I realize this will be a shock to some people. Other people will share knowing smiles. The majority of the academics will not care, and that is the point of this post: being trans in academia, at least in the biological sciences, seems to be becoming a non-issue. And the more visible transpeople are, the more of a non-issue it will become. 

When I came out to my first colleague here at Wright State last year, I was terrified. I'm not going to repeat standard introductory conversations on transpeople and gender identity, there are a multitude of primers out there in the InterWebz. Just Google it. What I will say is that transpeople are not exactly treated well by society in general, and our tendency is to expect the worse of any social situation in which we out ourselves. 

To my surprise and relief, my colleague was accepting and has been a huge ally. I told more people I felt I could trust, and not one of them rejected me. Some of them had guessed ahead of time. Others were excited for me. The majority were interested, supportive, and quite frankly, treated me like normal. 
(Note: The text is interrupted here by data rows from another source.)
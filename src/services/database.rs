use crate::entities::{countries, currencies, invoices, prelude::*, producers};
use crate::services::producer_service::LogoType;
use async_trait::async_trait;
use chrono::Utc;
use sea_orm::{
    ActiveModelTrait, DatabaseConnection, DbErr, EntityTrait, IntoActiveModel, QueryOrder, Set,
};

/// Relational data behind the dashboard: producers, invoices and the
/// currency/country reference tables.
#[async_trait]
pub trait DatabaseService: Send + Sync {
    async fn ping(&self) -> bool;

    async fn find_producer(&self, id: &str) -> Result<Option<producers::Model>, DbErr>;

    /// Writes `url` into the column matching `logo_type`.
    /// Fails with `DbErr::RecordNotFound` for an unknown producer.
    async fn set_producer_logo(
        &self,
        id: &str,
        logo_type: LogoType,
        url: &str,
    ) -> Result<producers::Model, DbErr>;

    async fn find_invoice(&self, id: &str) -> Result<Option<invoices::Model>, DbErr>;

    async fn list_currencies(&self) -> Result<Vec<currencies::Model>, DbErr>;

    async fn list_countries(&self) -> Result<Vec<countries::Model>, DbErr>;
}

pub struct SeaOrmDatabase {
    db: DatabaseConnection,
}

impl SeaOrmDatabase {
    pub fn new(db: DatabaseConnection) -> Self {
        Self { db }
    }
}

#[async_trait]
impl DatabaseService for SeaOrmDatabase {
    async fn ping(&self) -> bool {
        self.db.ping().await.is_ok()
    }

    async fn find_producer(&self, id: &str) -> Result<Option<producers::Model>, DbErr> {
        Producers::find_by_id(id).one(&self.db).await
    }

    async fn set_producer_logo(
        &self,
        id: &str,
        logo_type: LogoType,
        url: &str,
    ) -> Result<producers::Model, DbErr> {
        let producer = Producers::find_by_id(id)
            .one(&self.db)
            .await?
            .ok_or_else(|| DbErr::RecordNotFound(format!("producer {}", id)))?;

        let mut active = producer.into_active_model();
        let value = Set(Some(url.to_string()));
        match logo_type {
            LogoType::Logo => active.logo = value,
            LogoType::LogoWhite => active.logo_white = value,
            LogoType::LogoBlack => active.logo_black = value,
            LogoType::LogoBanner => active.logo_banner = value,
        }
        active.updated_at = Set(Utc::now());

        active.update(&self.db).await
    }

    async fn find_invoice(&self, id: &str) -> Result<Option<invoices::Model>, DbErr> {
        Invoices::find_by_id(id).one(&self.db).await
    }

    async fn list_currencies(&self) -> Result<Vec<currencies::Model>, DbErr> {
        Currencies::find()
            .order_by_asc(currencies::Column::Id)
            .all(&self.db)
            .await
    }

    async fn list_countries(&self) -> Result<Vec<countries::Model>, DbErr> {
        Countries::find()
            .order_by_asc(countries::Column::Name)
            .all(&self.db)
            .await
    }
}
When I made my gender identity public to the department in early March, my anxiety was decreasing. Graduate students and faculty, with few exceptions, had positive reactions. Many knew or knew of Joan Roughgarden, an evolutionary biologist who transitioned in the late nineties. Some had personal experiences with trans or other queer people. I found friendships had actually strengthened due to my trust. 
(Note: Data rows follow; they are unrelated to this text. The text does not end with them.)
use crate::config::StorageConfig;
use async_trait::async_trait;
use bytes::Bytes;
use reqwest::{Client, Response};
use serde::Deserialize;
use serde_json::{Value, json};
use std::time::Duration;
use thiserror::Error;

/// Error payload returned by the storage API, kept as sent
#[derive(Debug, Clone, PartialEq)]
pub enum StorageErrorBody {
    Json(Value),
    Text(String),
}

impl StorageErrorBody {
    fn parse(raw: String) -> Self {
        serde_json::from_str(&raw)
            .map(StorageErrorBody::Json)
            .unwrap_or(StorageErrorBody::Text(raw))
    }

    pub fn to_value(&self) -> Value {
        match self {
            StorageErrorBody::Json(v) => v.clone(),
            StorageErrorBody::Text(t) => Value::String(t.clone()),
        }
    }
}

impl std::fmt::Display for StorageErrorBody {
    fn fmt(&self, f: &mut std::fmt::Formatter<'_>) -> std::fmt::Result {
        match self {
            StorageErrorBody::Json(v) => write!(f, "{}", v),
            StorageErrorBody::Text(t) => write!(f, "{}", t),
        }
    }
}

#[derive(Debug, Error)]
pub enum StorageError {
    #[error("Storage rejected the request with status {status}: {body}")]
    Rejected { status: u16, body: StorageErrorBody },

    #[error("Storage request failed: {0}")]
    Request(#[from] reqwest::Error),

    #[error("Unexpected storage response: {0}")]
    InvalidResponse(String),
}

impl StorageError {
    /// JSON detail suitable for an error response body
    pub fn details(&self) -> Value {
        match self {
            StorageError::Rejected { status, body } => json!({
                "status": status,
                "body": body.to_value(),
            }),
            other => Value::String(other.to_string()),
        }
    }
}

#[async_trait]
pub trait StorageService: Send + Sync {
    async fn upload_file(
        &self,
        bucket: &str,
        key: &str,
        data: Bytes,
        content_type: &str,
    ) -> Result<(), StorageError>;

    async fn create_signed_url(
        &self,
        bucket: &str,
        key: &str,
        expires_in: Duration,
    ) -> Result<String, StorageError>;

    fn public_url(&self, bucket: &str, key: &str) -> String;

    /// Signed URL when the storage API grants one, public URL otherwise.
    /// An upload that succeeded is never failed because signing did not.
    async fn signed_or_public_url(&self, bucket: &str, key: &str, expires_in: Duration) -> String {
        match self.create_signed_url(bucket, key, expires_in).await {
            Ok(url) => url,
            Err(e) => {
                tracing::warn!(
                    bucket,
                    key,
                    error = %e,
                    "Failed to create signed URL, falling back to public URL"
                );
                self.public_url(bucket, key)
            }
        }
    }
}

#[derive(Deserialize)]
struct SignedUrlResponse {
    #[serde(rename = "signedURL", alias = "signedUrl")]
    signed_url: Option<String>,
}

/// Supabase Storage over its REST API
pub struct SupabaseStorage {
    client: Client,
    base_url: String,
    service_key: String,
}

impl SupabaseStorage {
    pub fn new(client: Client, base_url: &str, service_key: String) -> Self {
        Self {
            client,
            base_url: format!("{}/storage/v1", base_url.trim_end_matches('/')),
            service_key,
        }
    }

    pub fn from_config(config: &StorageConfig) -> Self {
        Self::new(Client::new(), &config.url, config.service_key.clone())
    }

    fn object_url(&self, bucket: &str, key: &str) -> String {
        format!("{}/object/{}/{}", self.base_url, bucket, key)
    }

    fn authorized(&self, builder: reqwest::RequestBuilder) -> reqwest::RequestBuilder {
        builder
            .bearer_auth(&self.service_key)
            .header("apikey", &self.service_key)
    }

    async fn ensure_success(response: Response) -> Result<Response, StorageError> {
        let status = response.status();
        if status.is_success() {
            return Ok(response);
        }

        let raw = response.text().await.unwrap_or_default();
        Err(StorageError::Rejected {
            status: status.as_u16(),
            body: StorageErrorBody::parse(raw),
        })
    }
}

#[async_trait]
impl StorageService for SupabaseStorage {
    async fn upload_file(
        &self,
        bucket: &str,
        key: &str,
        data: Bytes,
        content_type: &str,
    ) -> Result<(), StorageError> {
        let size = data.len();
        let response = self
            .authorized(self.client.post(self.object_url(bucket, key)))
            .header(reqwest::header::CONTENT_TYPE, content_type)
            .header(reqwest::header::CACHE_CONTROL, "max-age=3600")
            .header("x-upsert", "false")
            .body(data)
            .send()
            .await?;

        if let Err(e) = Self::ensure_success(response).await {
            tracing::error!(bucket, key, error = %e, "Storage upload failed");
            return Err(e);
        }

        tracing::info!(bucket, key, size, "Uploaded object to storage");
        Ok(())
    }

    async fn create_signed_url(
        &self,
        bucket: &str,
        key: &str,
        expires_in: Duration,
    ) -> Result<String, StorageError> {
        let url = format!("{}/object/sign/{}/{}", self.base_url, bucket, key);
        let response = self
            .authorized(self.client.post(url))
            .json(&json!({ "expiresIn": expires_in.as_secs() }))
            .send()
            .await?;

        let signed: SignedUrlResponse = Self::ensure_success(response).await?.json().await?;
        let path = signed
            .signed_url
            .ok_or_else(|| StorageError::InvalidResponse("missing signedURL".to_string()))?;

        // Older storage versions answer with a path relative to /storage/v1
        match url::Url::parse(&path) {
            Ok(absolute) => Ok(absolute.to_string()),
            Err(url::ParseError::RelativeUrlWithoutBase) => {
                Ok(format!("{}/{}", self.base_url, path.trim_start_matches('/')))
            }
            Err(e) => Err(StorageError::InvalidResponse(format!(
                "bad signedURL '{}': {}",
                path, e
            ))),
        }
    }

    fn public_url(&self, bucket: &str, key: &str) -> String {
        format!("{}/object/public/{}/{}", self.base_url, bucket, key)
    }
}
Perhaps I live a charmed life, that my experience is special, not normal. My university includes gender identity and expression under the non-discrimination clause, which means that faculty and staff have to respect my identity, regardless of their personal feelings. My department is a close knit group of open minded ecologists and evolutionary biologists with a wide array of life experiences. In the unlikely event I am ever harassed, the university will respond quickly to fix the problem. Many transpeople cannot claim the same about their university or department. 

Yet, I cannot see how my experience is completely unique. One of the most wonderful results of my coming out was being invited to a small panel by women faculty for women graduate students. When I asked about my opportunities for finding a job as a transwoman, the faculty members responded that I shouldn't worry about it, that the real issue is the community surrounding the university, and not the university itself. I may not want to live somewhere due to the hostility of the college town, but the university should be a non-issue. These things are improving.

The recent "Queer in STEM" survey suggests that this improvement comes from visibility. When queer people are out and visible in university departments, they become role models and create an environment which makes other queer people, including graduate students, feel more comfortable and welcome. It's so easy to focus on the negative aspects of my situation. Sometimes I feel my transition is selfish, that I am "creating drama" by asking people to change their pronoun and name usage, that I am making things more difficult not only for myself but also for other people. But I also feel that by being visible I am showing other students that they don't have to feel anxious about their identities. I can be that role model. I can relay my positive experiences. In the words of the Trevor Project, "It gets better". It is getting better.